ABD başkanlık seçimi öncesinde piyasalarda oynaklık artıyor. Volatilitenin arttığı dönemler borsa endeksleri açısından olumsuz olur. Hisse senetleri bu sefer iyi duruyorlar. Şirket tahvilleri de güçlü performans sergiliyorlar. Hazine tahvillerinde yoğun satışlar var. Piyasalar açısından kritik gösterge, 10-yıllık tahvil faizi yüzde 4,30’a yükseldi.

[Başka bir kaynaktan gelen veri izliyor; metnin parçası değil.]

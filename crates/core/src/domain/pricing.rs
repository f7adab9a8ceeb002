use rust_decimal::Decimal;
use serde::{Deserialize, Serialize};

#[derive(Clone, Debug, PartialEq, Eq, Serialize, Deserialize)]
pub struct PricingBreakdown {
    pub material_cost: Decimal,
    pub testing_cost: Decimal,
    pub subtotal: Decimal,
    pub overhead_cost: Decimal,
    pub contingency_cost: Decimal,
    pub grand_total: Decimal,
}

#[derive(Clone, Debug, PartialEq, Eq, Serialize, Deserialize)]
pub struct PricingAnalysis {
    pub recommended_tests: Vec<String>,
    pub breakdown: PricingBreakdown,
    pub currency: String,
}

Tahvil yatırımcısı açısından moral bozucu olan, tahvillerdeki satışın, petrol fiyatında son üç haftada yaşanan yüzde 6’lık düşüşe rağmen gerçekleşmesidir. Petrol fiyatındaki bu düşüş, hem ekim enflasyonunu, hem de kasım enflasyonunu olumlu etkileyebilir. Amerikan ekonomisi yumuşak bir iniş mi, sert bir iniş mi yapacak tartışması çok yapıldı. Piyasalarda bugün gözlenen, ‘‘Bir iniş olmayacak’’ fiyatlamasıdır. Atlanta Fed, üçüncü çeyrek büyümesini yüzde 3,4 bekliyor. Şirket bilançoları iyi geliyor. Son çeyrek için de pozitif beklentiler hâkim.
Pandemi sonrası dönemde bazı ezberler bozuluyor. Örneğin, pandemi öncesindeki 40 yılda, 2 yıllık tahvil faizinin 10 yıllık faizin üzerine çıkması resesyon habercisi oldu. Bu durumun gerçekleşmesi (verim eğrisinin negatif eğimli olması), durgunluk tahmininde hiç yanılmadı. İki yıldır bu durum gözlenmesine rağmen, durgunluk yaşanmadı. İşsizliğin artması da resesyonun öncü göstergelerindendir. Bu da yanlış sinyal veriyor. Trump’ın olası zaferi, vergi indirimleri üzerinden bütçe açığını yükseltecek. Belirsizlikler daha da artacak.